This article was originally published here on ForeignAffairs.com on Thursday, April 23, 2015.
On April 25, 1915, when British, French, and Australian and New Zealand troops landed on the strategic Gallipoli Peninsula, their objective was to knock out Ottoman defenses and make way for Allied navies to steam up the Dardanelles strait toward Istanbul. It was a risky and costly endeavor that culminated in their total retreat eight months later. For Gallipoli’s defenders, who lost 86,692 men, the battle was an important victory in defense of the Ottoman Empire. Paradoxically, it also became a touchstone of the nationalism that was so important to the establishment of the Republic of Turkey less than a decade later. Likewise, celebrations planned for the battle’s centenary reflect the tension between the valorization of the Ottoman era and the hallowed memory of Mustafa Kemal—Ataturk—modern Turkey’s founder. In many ways, the memory of Gallipoli is still shaping, and is being shaped by, the country’s political trajectory.

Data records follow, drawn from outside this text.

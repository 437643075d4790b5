//! Audit records before and after redaction.

use std::collections::BTreeMap;
use std::fmt;

use serde::Serialize;

/// Field name to raw value, built by a handler before logging.
///
/// An `AuditRecord` may hold raw secrets, so it cannot be handed to a sink
/// directly; it must go through [`RedactingLogger`](crate::RedactingLogger),
/// which produces a [`RedactedRecord`]. Its `Debug` output lists keys only.
///
/// # Examples
///
/// ```
/// use transport_policy::AuditRecord;
///
/// let record = AuditRecord::new()
///     .with("username", "admin")
///     .with("password", "secret123");
///
/// assert_eq!(record.len(), 2);
/// assert!(!format!("{:?}", record).contains("secret123"));
/// ```
#[derive(Clone, Default, PartialEq, Eq)]
pub struct AuditRecord {
    fields: BTreeMap<String, String>,
}

impl AuditRecord {
    /// Creates an empty record.
    pub fn new() -> Self {
        Self::default()
    }

    /// Adds a field, builder style.
    pub fn with(mut self, key: impl Into<String>, value: impl Into<String>) -> Self {
        self.insert(key, value);
        self
    }

    /// Adds or replaces a field.
    pub fn insert(&mut self, key: impl Into<String>, value: impl Into<String>) {
        self.fields.insert(key.into(), value.into());
    }

    /// Returns the raw value for `key`.
    pub fn get(&self, key: &str) -> Option<&str> {
        self.fields.get(key).map(String::as_str)
    }

    /// Iterates over field names in sorted order.
    pub fn keys(&self) -> impl Iterator<Item = &str> {
        self.fields.keys().map(String::as_str)
    }

    /// Returns the number of fields.
    pub fn len(&self) -> usize {
        self.fields.len()
    }

    /// Returns `true` if the record has no fields.
    pub fn is_empty(&self) -> bool {
        self.fields.is_empty()
    }

    pub(crate) fn values_mut(&mut self) -> impl Iterator<Item = (&String, &mut String)> {
        self.fields.iter_mut()
    }

    pub(crate) fn into_fields(self) -> BTreeMap<String, String> {
        self.fields
    }
}

impl fmt::Debug for AuditRecord {
    fn fmt(&self, f: &mut fmt::Formatter<'_>) -> fmt::Result {
        f.debug_struct("AuditRecord")
            .field("keys", &self.fields.keys().collect::<Vec<_>>())
            .finish()
    }
}

impl<K, V> FromIterator<(K, V)> for AuditRecord
where
    K: Into<String>,
    V: Into<String>,
{
    fn from_iter<I: IntoIterator<Item = (K, V)>>(iter: I) -> Self {
        Self {
            fields: iter
                .into_iter()
                .map(|(k, v)| (k.into(), v.into()))
                .collect(),
        }
    }
}

/// An audit record whose sensitive values have been masked.
///
/// Only [`RedactingLogger`](crate::RedactingLogger) can build one, which is
/// what lets [`AuditSink`](crate::AuditSink) accept this type and nothing
/// else.
#[derive(Debug, Clone, PartialEq, Eq, Serialize)]
#[serde(transparent)]
pub struct RedactedRecord {
    fields: BTreeMap<String, String>,
}

impl RedactedRecord {
    pub(crate) fn new_unchecked(fields: BTreeMap<String, String>) -> Self {
        Self { fields }
    }

    /// Returns the (possibly masked) value for `key`.
    pub fn get(&self, key: &str) -> Option<&str> {
        self.fields.get(key).map(String::as_str)
    }

    /// Iterates over `(key, value)` pairs in key order.
    pub fn iter(&self) -> impl Iterator<Item = (&str, &str)> {
        self.fields.iter().map(|(k, v)| (k.as_str(), v.as_str()))
    }

    /// Returns the number of fields.
    pub fn len(&self) -> usize {
        self.fields.len()
    }

    /// Returns `true` if the record has no fields.
    pub fn is_empty(&self) -> bool {
        self.fields.is_empty()
    }

    /// Renders the record as a compact JSON object.
    pub fn to_json(&self) -> String {
        // A map of strings always serializes.
        serde_json::to_string(&self.fields).unwrap_or_default()
    }

    /// Converts back into an [`AuditRecord`], e.g. to redact it again.
    pub fn into_record(self) -> AuditRecord {
        AuditRecord {
            fields: self.fields,
        }
    }
}
use std::fmt;

/// Where in the request a field was found.
#[derive(Debug, Clone, Copy, PartialEq, Eq, Hash, PartialOrd, Ord)]
pub enum FieldLocation {
    /// URL query string; ends up in access logs, history and `Referer`
    QueryString,
    /// Request header
    Header,
    /// Request body
    Body,
}

impl FieldLocation {
    /// Name used in log events.
    pub fn as_str(self) -> &'static str {
        match self {
            FieldLocation::QueryString => "query",
            FieldLocation::Header => "header",
            FieldLocation::Body => "body",
        }
    }
}

impl fmt::Display for FieldLocation {
    fn fmt(&self, f: &mut fmt::Formatter<'_>) -> fmt::Result {
        f.write_str(self.as_str())
    }
}

/// A single named value taken from a request, tagged with its location.
///
/// The `Debug` output reports the value's length only, so a field can be
/// logged or shown in a test failure without printing what it holds.
///
/// # Examples
///
/// ```
/// use transport_policy::{FieldLocation, RequestField};
///
/// let field = RequestField::new("password", FieldLocation::Body, "secret123");
/// let debug = format!("{:?}", field);
///
/// assert!(debug.contains("password"));
/// assert!(!debug.contains("secret123"));
/// ```
#[derive(Clone, PartialEq, Eq)]
pub struct RequestField {
    /// Field name as sent by the client
    pub name: String,
    /// Where the field arrived
    pub location: FieldLocation,
    /// Raw value
    pub value: String,
}

impl RequestField {
    /// Creates a field.
    pub fn new(name: impl Into<String>, location: FieldLocation, value: impl Into<String>) -> Self {
        Self {
            name: name.into(),
            location,
            value: value.into(),
        }
    }
}

impl fmt::Debug for RequestField {
    fn fmt(&self, f: &mut fmt::Formatter<'_>) -> fmt::Result {
        f.debug_struct("RequestField")
            .field("name", &self.name)
            .field("location", &self.location)
            .field("value_len", &self.value.len())
            .finish()
    }
}

impl<N, V> From<(N, FieldLocation, V)> for RequestField
where
    N: Into<String>,
    V: Into<String>,
{
    fn from((name, location, value): (N, FieldLocation, V)) -> Self {
        Self::new(name, location, value)
    }
}
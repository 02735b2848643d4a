//! Fake backend for integration tests.
//!
//! Serves the session REST surface over real HTTP, backed by a
//! [`MockSessionApi`]. Errors are rendered the way the backend renders them:
//! the status code plus a `{"detail": ...}` JSON body.

use axum::extract::{Path, State};
use axum::http::StatusCode;
use axum::response::{IntoResponse, Response};
use axum::routing::{delete, get, patch, post};
use axum::{Json, Router};
use common::types::{MeetingId, ParticipantId, SessionId};
use liveclass_client::errors::ClientError;
use liveclass_client::models::{
    AddParticipantsRequest, CreateSessionRequest, InviteResponse, LocalDownloadResponse, Meeting,
    Participant, RecordingsListing, ScheduleMeetingRequest, Session, StoreRecordingsResponse,
    StreamUrlsResponse,
};
use liveclass_client::transport::{MockSessionApi, SessionApi};
use std::net::SocketAddr;
use std::sync::Arc;
use tokio::task::JoinHandle;

type Api = Arc<MockSessionApi>;

/// A backend error rendered as an HTTP response.
struct ApiError(ClientError);

impl From<ClientError> for ApiError {
    fn from(error: ClientError) -> Self {
        Self(error)
    }
}

impl IntoResponse for ApiError {
    fn into_response(self) -> Response {
        let (status, detail) = match self.0 {
            ClientError::NotFound(detail) => (StatusCode::NOT_FOUND, detail),
            ClientError::Validation(detail) => (StatusCode::UNPROCESSABLE_ENTITY, detail),
            ClientError::Transport { status, body } => (
                status
                    .and_then(|s| StatusCode::from_u16(s).ok())
                    .unwrap_or(StatusCode::INTERNAL_SERVER_ERROR),
                body,
            ),
            ClientError::Aborted => (
                StatusCode::INTERNAL_SERVER_ERROR,
                "Request aborted".to_string(),
            ),
        };
        (status, Json(serde_json::json!({ "detail": detail }))).into_response()
    }
}

type ApiResult<T> = Result<Json<T>, ApiError>;

/// Fake backend server for integration tests.
///
/// # Example
/// ```rust,ignore
/// #[tokio::test]
/// async fn test_create_session() -> anyhow::Result<()> {
///     let backend = FakeBackend::spawn().await?;
///
///     let response = reqwest::Client::new()
///         .post(format!("{}/sessions", backend.url()))
///         .json(&serde_json::json!({ "title": "Algebra 101" }))
///         .send()
///         .await?;
///
///     assert_eq!(response.status(), 200);
///     Ok(())
/// }
/// ```
pub struct FakeBackend {
    addr: SocketAddr,
    api: Api,
    _handle: JoinHandle<()>,
}

impl FakeBackend {
    /// Spawn a backend with an empty store.
    ///
    /// The server binds to a random available port (127.0.0.1:0).
    pub async fn spawn() -> Result<Self, anyhow::Error> {
        Self::spawn_with(Arc::new(MockSessionApi::new())).await
    }

    /// Spawn a backend serving `api`.
    pub async fn spawn_with(api: Arc<MockSessionApi>) -> Result<Self, anyhow::Error> {
        let app = build_routes(Arc::clone(&api));

        let listener = tokio::net::TcpListener::bind("127.0.0.1:0")
            .await
            .map_err(|e| anyhow::anyhow!("Failed to bind fake backend: {}", e))?;

        let addr = listener
            .local_addr()
            .map_err(|e| anyhow::anyhow!("Failed to get local address: {}", e))?;

        let handle = tokio::spawn(async move {
            if let Err(e) = axum::serve(listener, app).await {
                eprintln!("Fake backend error: {}", e);
            }
        });

        Ok(Self {
            addr,
            api,
            _handle: handle,
        })
    }

    /// Get the base URL of the fake backend.
    pub fn url(&self) -> String {
        format!("http://{}", self.addr)
    }

    /// Get the socket address.
    pub fn addr(&self) -> SocketAddr {
        self.addr
    }

    /// The in-memory store behind the server, for seeding and inspection.
    pub fn api(&self) -> &MockSessionApi {
        &self.api
    }
}

impl Drop for FakeBackend {
    fn drop(&mut self) {
        self._handle.abort();
    }
}

fn build_routes(api: Api) -> Router {
    Router::new()
        .route("/sessions", get(list_sessions).post(create_session))
        .route("/sessions/:id", get(get_session).delete(delete_session))
        .route("/sessions/:id/participants", post(add_participants))
        .route(
            "/sessions/:id/participants/:pid",
            delete(remove_participant),
        )
        .route("/sessions/:id/send-invites", post(send_invites))
        .route(
            "/sessions/:id/meetings",
            get(list_meetings).post(create_meeting),
        )
        .route("/sessions/:id/meetings/:mid", patch(update_meeting))
        .route("/sessions/:id/recordings", get(list_recordings))
        .route("/sessions/:id/recordings/stream_urls", get(stream_urls))
        .route("/sessions/:id/store-recordings", post(store_recordings))
        .route(
            "/sessions/:id/download-recordings-local",
            post(download_recordings_local),
        )
        .with_state(api)
}

async fn list_sessions(State(api): State<Api>) -> ApiResult<Vec<Session>> {
    Ok(Json(api.list_sessions().await?))
}

async fn get_session(State(api): State<Api>, Path(id): Path<String>) -> ApiResult<Session> {
    Ok(Json(api.get_session(&SessionId::new(id)).await?))
}

async fn create_session(
    State(api): State<Api>,
    Json(request): Json<CreateSessionRequest>,
) -> ApiResult<Session> {
    if request.title.trim().is_empty() {
        return Err(ClientError::Validation("Title is required".to_string()).into());
    }
    Ok(Json(api.create_session(&request).await?))
}

async fn delete_session(
    State(api): State<Api>,
    Path(id): Path<String>,
) -> Result<StatusCode, ApiError> {
    api.delete_session(&SessionId::new(id)).await?;
    Ok(StatusCode::NO_CONTENT)
}

async fn add_participants(
    State(api): State<Api>,
    Path(id): Path<String>,
    Json(request): Json<AddParticipantsRequest>,
) -> ApiResult<Vec<Participant>> {
    Ok(Json(
        api.add_participants(&SessionId::new(id), &request).await?,
    ))
}

async fn remove_participant(
    State(api): State<Api>,
    Path((id, pid)): Path<(String, String)>,
) -> Result<StatusCode, ApiError> {
    api.remove_participant(&SessionId::new(id), &ParticipantId::new(pid))
        .await?;
    Ok(StatusCode::NO_CONTENT)
}

async fn send_invites(State(api): State<Api>, Path(id): Path<String>) -> ApiResult<InviteResponse> {
    Ok(Json(api.send_invites(&SessionId::new(id)).await?))
}

async fn list_meetings(State(api): State<Api>, Path(id): Path<String>) -> ApiResult<Vec<Meeting>> {
    Ok(Json(api.list_meetings(&SessionId::new(id)).await?))
}

async fn create_meeting(
    State(api): State<Api>,
    Path(id): Path<String>,
    Json(request): Json<ScheduleMeetingRequest>,
) -> ApiResult<Meeting> {
    Ok(Json(
        api.create_meeting(&SessionId::new(id), &request).await?,
    ))
}

async fn update_meeting(
    State(api): State<Api>,
    Path((id, mid)): Path<(String, String)>,
    Json(request): Json<ScheduleMeetingRequest>,
) -> ApiResult<Meeting> {
    Ok(Json(
        api.update_meeting(&SessionId::new(id), &MeetingId::new(mid), &request)
            .await?,
    ))
}

async fn list_recordings(
    State(api): State<Api>,
    Path(id): Path<String>,
) -> ApiResult<RecordingsListing> {
    Ok(Json(api.list_recordings(&SessionId::new(id)).await?))
}

async fn stream_urls(
    State(api): State<Api>,
    Path(id): Path<String>,
) -> ApiResult<StreamUrlsResponse> {
    Ok(Json(api.stream_urls(&SessionId::new(id)).await?))
}

async fn store_recordings(
    State(api): State<Api>,
    Path(id): Path<String>,
) -> ApiResult<StoreRecordingsResponse> {
    Ok(Json(api.store_recordings(&SessionId::new(id)).await?))
}

async fn download_recordings_local(
    State(api): State<Api>,
    Path(id): Path<String>,
) -> ApiResult<LocalDownloadResponse> {
    Ok(Json(
        api.download_recordings_local(&SessionId::new(id)).await?,
    ))
}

When the Allied force landed, Kemal, then a lieutenant colonel, was being held in a reserve unit five miles from the front. He was quickly deployed on horseback with the 57th Regiment to the steep hills overlooking Ariburnu Point and the famous Anzac Cove. There he encountered retreating Turkish forces—whom, in his own telling, he implored to carry on with their fight to the death, ordering those soldiers who had run out of ammunition to fix their bayonets. Kemal managed to hold on for the next 24 hours under heavy Allied pressure, enduring significant losses until reinforcements arrived to shore up Ottoman defenses.